Lowe's plans to spend about $3.4 billion this year on capital expenditures, including adding 140 stores and spending $450 million on updating and renovating older stores. It will spend a similar amount next year as part of $3.6 billion in capital spending, a company spokeswoman said.
Meanwhile, Home Depot's average store is 107,000 square feet, and the company last year launched a major program to renovate stores, saying the average age then was five years, with about 26% of stores more than seven years old. Home Depot is spending $1 billion this year on store-modernization efforts and plans to give every store over the next three years a minimum of new signing, lighting, paint and floor finishes. The Atlanta retailer operates 1,700 stores in the U.S., Canada and Mexico.
Tillman said that when Lowe's began transforming itself in 1989 from a small regional retailer to a national chain, the company built bigger stores than Home Depot in part to maintain wider aisles and a less cluttered, brighter look, which customers said they wanted. "That's part of our culture," he said.

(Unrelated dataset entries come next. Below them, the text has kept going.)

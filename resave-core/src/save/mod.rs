//! The savegame container: header, screenshot, optional compression envelope
//! and the body with its global data tables and change forms.

mod global;
mod header;
mod location;

use std::path::Path;

use resave_nls::Decoder;
use serde::Serialize;

use crate::changeform::{ChangeFormData, ChangeFormStore};
use crate::config::LoadOptions;
use crate::cursor::{ByteCursor, ByteSink};
use crate::diagnostics::{Diagnostic, Diagnostics};
use crate::error::{Context, Error, FormatError, PositionMismatch, Result};
use crate::game::Game;
use crate::ids::RefId;
use crate::papyrus::Papyrus;
use crate::registry::IdRegistry;
use crate::wstring::WString;

pub use global::{
    AnimObject, GlobalData, GlobalDataBody, GlobalReadContext, GlobalVariable, MiscStat,
    ANIM_OBJECTS, GLOBAL_VARIABLES, MISC_STATS, PAPYRUS,
};
pub use header::Header;
pub use location::FileLocationTable;

/// The plugin lists. `light` is only stored by variants and form versions
/// that know light plugins.
#[derive(Debug, Clone, Default, PartialEq, Eq, Serialize)]
pub struct PluginInfo {
    pub full: Vec<WString>,
    pub light: Option<Vec<WString>>,
}

fn read_names<T: Into<usize>>(c: &mut ByteCursor<'_>, count: T) -> Result<Vec<WString>> {
    let count = count.into();
    let mut names = Vec::with_capacity(count);
    for _ in 0..count {
        names.push(WString::read(c)?);
    }
    Ok(names)
}

impl PluginInfo {
    fn read(c: &mut ByteCursor<'_>, with_light: bool) -> Result<Self> {
        let size = c.read_u32().context("plugin info size")? as usize;
        c.set_mark();
        let n = c.read_u8()?;
        let full = read_names(c, n).context("plugins")?;
        let light = if with_light {
            let n = c.read_u16()?;
            Some(read_names(c, n).context("light plugins")?)
        } else {
            None
        };
        c.checkpoint("plugin info", size)?;
        Ok(Self { full, light })
    }

    fn light_names(&self) -> &[WString] {
        self.light.as_deref().unwrap_or(&[])
    }

    fn byte_size(&self, with_light: bool) -> usize {
        let names = |v: &[WString]| v.iter().map(WString::byte_size).sum::<usize>();
        1 + names(&self.full) + if with_light { 2 + names(self.light_names()) } else { 0 }
    }

    fn write(&self, out: &mut ByteSink, with_light: bool) -> Result<()> {
        let size = self.byte_size(with_light);
        out.write_u32(size as u32);
        out.set_mark();
        let n = u8::try_from(self.full.len()).map_err(|_| FormatError::TooLong {
            what: "plugin list",
            len: self.full.len(),
        })?;
        out.write_u8(n);
        for name in &self.full {
            name.write(out)?;
        }
        if with_light {
            let light = self.light_names();
            let n = u16::try_from(light.len()).map_err(|_| FormatError::TooLong {
                what: "light plugin list",
                len: light.len(),
            })?;
            out.write_u16(n);
            for name in light {
                name.write(out)?;
            }
        }
        out.checkpoint("plugin info", size)?;
        Ok(())
    }
}

fn read_globals(
    c: &mut ByteCursor<'_>,
    ctx: &mut GlobalReadContext<'_>,
    count: u32,
    table: &'static str,
) -> Result<Vec<GlobalData>> {
    let mut entries = Vec::with_capacity((count as usize).min(c.remaining() / 8));
    for i in 0..count as usize {
        let entry = GlobalData::read(c, ctx).map_err(|e| Error::Entry {
            table,
            index: i,
            total: count as usize,
            source: Box::new(e),
        })?;
        entries.push(entry);
    }
    Ok(entries)
}

fn globals_size(entries: &[GlobalData]) -> usize {
    entries.iter().map(GlobalData::byte_size).sum()
}

fn write_globals(out: &mut ByteSink, entries: &[GlobalData], table: &'static str) -> Result<()> {
    for e in entries {
        e.write(out).with_context(|| format!("{} type {}", table, e.kind))?;
    }
    Ok(())
}

fn read_u32_list(c: &mut ByteCursor<'_>) -> Result<Vec<u32>> {
    let n = c.read_u32()? as usize;
    let mut v = Vec::with_capacity(n.min(c.remaining() / 4));
    for _ in 0..n {
        v.push(c.read_u32()?);
    }
    Ok(v)
}

fn write_u32_list(out: &mut ByteSink, v: &[u32]) {
    out.write_u32(v.len() as u32);
    for x in v {
        out.write_u32(*x);
    }
}

/// CRC32 over the header bytes followed by the uncompressed body.
pub fn digest(header: &[u8], body: &[u8]) -> u32 {
    let mut hasher = crc32fast::Hasher::new();
    hasher.update(header);
    hasher.update(body);
    hasher.finalize()
}

/// A loaded save.
#[derive(Debug)]
pub struct SaveFile {
    pub game: Game,
    pub header: Header,
    pub screenshot: Vec<u8>,
    pub form_version: u8,
    /// Fallout 4 only.
    pub game_version: Option<WString>,
    pub plugins: PluginInfo,
    /// The table as read. Offsets and counts are recomputed on write; the
    /// reserved words are written back unchanged.
    pub location: FileLocationTable,
    pub table1: Vec<GlobalData>,
    pub table2: Vec<GlobalData>,
    pub change_forms: ChangeFormStore,
    pub table3: Vec<GlobalData>,
    /// Entries present minus the count stored for table 3.
    pub table3_count_bias: i32,
    pub form_ids: Vec<u32>,
    pub visited_worldspaces: Vec<u32>,
    pub unknown3: Vec<u8>,
    pub tail: Vec<u8>,
    registry: IdRegistry,
    diagnostics: Diagnostics,
    decoder: Decoder,
}

/// Two saves are equal when everything that is written back is equal.
impl PartialEq for SaveFile {
    fn eq(&self, other: &Self) -> bool {
        self.game == other.game
            && self.header == other.header
            && self.screenshot == other.screenshot
            && self.form_version == other.form_version
            && self.game_version == other.game_version
            && self.plugins == other.plugins
            && self.location == other.location
            && self.table1 == other.table1
            && self.table2 == other.table2
            && self.change_forms == other.change_forms
            && self.table3 == other.table3
            && self.table3_count_bias == other.table3_count_bias
            && self.form_ids == other.form_ids
            && self.visited_worldspaces == other.visited_worldspaces
            && self.unknown3 == other.unknown3
            && self.tail == other.tail
    }
}
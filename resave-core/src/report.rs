//! Serialized size of every table of a save.

use rayon::prelude::*;
use serde::Serialize;

use crate::layout::{Element, Layout};
use crate::papyrus::instance::Instance;
use crate::papyrus::table::OrderedMap;
use crate::papyrus::Papyrus;
use crate::save::{GlobalData, SaveFile};

#[derive(Debug, Clone, PartialEq, Eq, Serialize)]
pub struct TableSize {
    pub name: &'static str,
    pub entries: usize,
    pub bytes: usize,
}

#[derive(Debug, Clone, Default, PartialEq, Eq, Serialize)]
pub struct SizeReport {
    pub tables: Vec<TableSize>,
}

/// Sum `size` over `items`, in parallel once there are at least `threshold`.
fn sum_sizes<T, F>(items: &[T], threshold: usize, size: F) -> usize
where
    T: Sync,
    F: Fn(&T) -> usize + Sync + Send,
{
    if items.len() >= threshold {
        items.par_iter().map(size).sum()
    } else {
        items.iter().map(size).sum()
    }
}

impl SizeReport {
    fn push(&mut self, name: &'static str, entries: usize, bytes: usize) {
        self.tables.push(TableSize {
            name,
            entries,
            bytes,
        });
    }

    fn push_elements<K, V>(&mut self, name: &'static str, map: &OrderedMap<K, V>, layout: &Layout, threshold: usize)
    where
        K: Copy + Eq + std::hash::Hash + Sync,
        V: Element + Sync,
    {
        let bytes = sum_sizes(map.as_slice(), threshold, |(_, v)| v.byte_size(layout));
        self.push(name, map.len(), bytes);
    }

    fn push_instances<K, V>(&mut self, name: &'static str, map: &OrderedMap<K, V>, layout: &Layout, threshold: usize)
    where
        K: Copy + Eq + std::hash::Hash + Sync,
        V: Instance + Sync,
    {
        let bytes = sum_sizes(map.as_slice(), threshold, |(_, v)| {
            v.header_size(layout) + v.body_size(layout)
        });
        self.push(name, map.len(), bytes);
    }

    pub fn of_papyrus(p: &Papyrus, threshold: usize) -> Self {
        let layout = p.layout();
        let mut report = Self::default();
        report.push("strings", p.strings.len(), p.strings.byte_size());
        report.push_elements("scripts", &p.scripts, &layout, threshold);
        if p.game.has_structs() {
            report.push_elements("structs", &p.structs, &layout, threshold);
        }
        report.push_instances("script instances", &p.script_instances, &layout, threshold);
        report.push_instances("references", &p.references, &layout, threshold);
        if p.game.has_structs() {
            report.push_instances("struct instances", &p.struct_instances, &layout, threshold);
        }
        report.push_instances("arrays", &p.arrays, &layout, threshold);
        report.push_instances("active scripts", &p.active_scripts, &layout, threshold);
        report.push(
            "function messages",
            p.function_messages.len(),
            sum_sizes(&p.function_messages, threshold, |m| m.byte_size(&layout)),
        );
        report.push_elements("suspended stacks 1", &p.suspended_stacks1, &layout, threshold);
        report.push_elements("suspended stacks 2", &p.suspended_stacks2, &layout, threshold);
        report
    }

    pub fn of_save(save: &SaveFile, threshold: usize) -> Self {
        let mut report = Self::default();
        let globals = |entries: &[GlobalData]| sum_sizes(entries, threshold, GlobalData::byte_size);
        report.push("global data table 1", save.table1.len(), globals(&save.table1));
        report.push("global data table 2", save.table2.len(), globals(&save.table2));
        report.push(
            "change forms",
            save.change_forms.len(),
            sum_sizes(save.change_forms.entries(), threshold, |e| e.byte_size()),
        );
        report.push("global data table 3", save.table3.len(), globals(&save.table3));
        if let Some(p) = save.papyrus() {
            report.tables.extend(Self::of_papyrus(p, threshold).tables);
        }
        report
    }

    pub fn get(&self, name: &str) -> Option<&TableSize> {
        self.tables.iter().find(|t| t.name == name)
    }
}
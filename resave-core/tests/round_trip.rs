mod common;

use common::{change_form, Container, PapyrusBlock};
use pretty_assertions::assert_eq;
use resave_core::papyrus::table::Link;
use resave_core::{Compression, Game, LoadOptions, Referent, SaveFile};

fn load(bytes: &[u8]) -> resave_core::LoadResult {
    SaveFile::from_bytes(bytes, &LoadOptions::default()).unwrap()
}

/// Load, write, load again: the digests and the decoded graphs must match.
fn assert_round_trip(bytes: &[u8]) -> SaveFile {
    let first = load(bytes);
    assert!(!first.truncated);
    let encoded = first.save.encode().unwrap();
    assert_eq!(encoded.digest, first.digest);

    let second = load(&encoded.bytes);
    assert_eq!(second.digest, first.digest);
    assert!(second.save == first.save, "re-read save differs");
    second.save
}

#[test]
fn minimal_foo_container() {
    let mut container = Container::skyrim_le();
    container.papyrus = Some(PapyrusBlock::foo());
    let bytes = container.build();

    let save = assert_round_trip(&bytes);
    // uncompressed saves come back byte for byte
    assert_eq!(save.to_bytes().unwrap(), bytes);

    let papyrus = save.papyrus().unwrap();
    assert_eq!(papyrus.strings.len(), 1);
    assert_eq!(papyrus.scripts.len(), 1);
    assert!(papyrus.script("Foo").is_some());

    let (eid, instance) = papyrus.script_instances.iter().next().unwrap();
    assert_eq!(eid.raw(), 0x1234);
    assert_eq!(instance.ref_id.raw(), 0x000001);
    assert_eq!(instance.definition, Link::Defined);
    assert!(instance.variables().is_empty());
    assert_eq!(save.registry().resolve(*eid), Referent::ScriptInstance);
    assert_eq!(papyrus.unattached_instances().count(), 0);
}

#[test]
fn every_variant_round_trips() {
    let mut le = Container::skyrim_le();
    le.papyrus = Some(PapyrusBlock::foo());

    let mut se = Container::skyrim_se();
    se.papyrus = Some(PapyrusBlock::foo());
    se.light_plugins = Some(vec!["ccBGSSSE001-Fish.esl".to_string()]);

    let mut fo4 = Container::fallout4();
    fo4.papyrus = Some(PapyrusBlock::foo().fallout4());

    for (container, game) in [(le, Game::SkyrimLe), (se, Game::SkyrimSe), (fo4, Game::Fallout4)] {
        let save = assert_round_trip(&container.build());
        assert_eq!(save.game, game);
        assert!(save.papyrus().unwrap().script("Foo").is_some());
    }
}

#[test]
fn compressed_special_edition_saves() {
    for compression in [Compression::Zlib, Compression::Lz4] {
        let mut container = Container::skyrim_se();
        container.compression = compression as u16;
        container.papyrus = Some(PapyrusBlock::foo());
        container.change_forms = change_form(0x400001, 0, 0, &[1, 2, 3]);
        container.change_form_count = 1;

        let save = assert_round_trip(&container.build());
        assert_eq!(save.header.compression, compression);
        assert_eq!(save.change_forms.len(), 1);
    }
}

#[test]
fn compression_does_not_change_the_body() {
    let mut plain = Container::skyrim_se();
    plain.papyrus = Some(PapyrusBlock::foo());
    let mut packed = plain.clone();
    packed.compression = Compression::Zlib as u16;

    let a = load(&plain.build());
    let b = load(&packed.build());
    // the compression field is part of the header bytes
    assert_ne!(a.digest, b.digest);
    assert_eq!(a.save.table3, b.save.table3);
    assert_eq!(a.save.location, b.save.location);
}

#[test]
fn save_writes_to_disk() {
    let mut container = Container::skyrim_le();
    container.papyrus = Some(PapyrusBlock::foo());
    let bytes = container.build();
    let loaded = load(&bytes);

    let path = std::env::temp_dir().join(format!("resave-round-trip-{}.ess", std::process::id()));
    let result = resave_core::save(&loaded.save, &path).unwrap();
    assert_eq!(result.bytes_written, bytes.len());
    assert_eq!(result.digest, loaded.digest);

    let reloaded = resave_core::load(&path, &LoadOptions::default()).unwrap();
    std::fs::remove_file(&path).unwrap();
    assert_eq!(reloaded.digest, loaded.digest);
}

Home Depot's more limited selling space will make it more difficult to add new merchandise, he said.
In addition, any change, including big renovations or merchandise resets, carries risk. "What does that do to your business momentum and do you disenfranchise your core customer?" he said.
Home Depot's core customer has historically been in commercial construction--"that guy in the pickup truck with a tool belt," Tillman said, while Lowe's for years has tried to cater to women.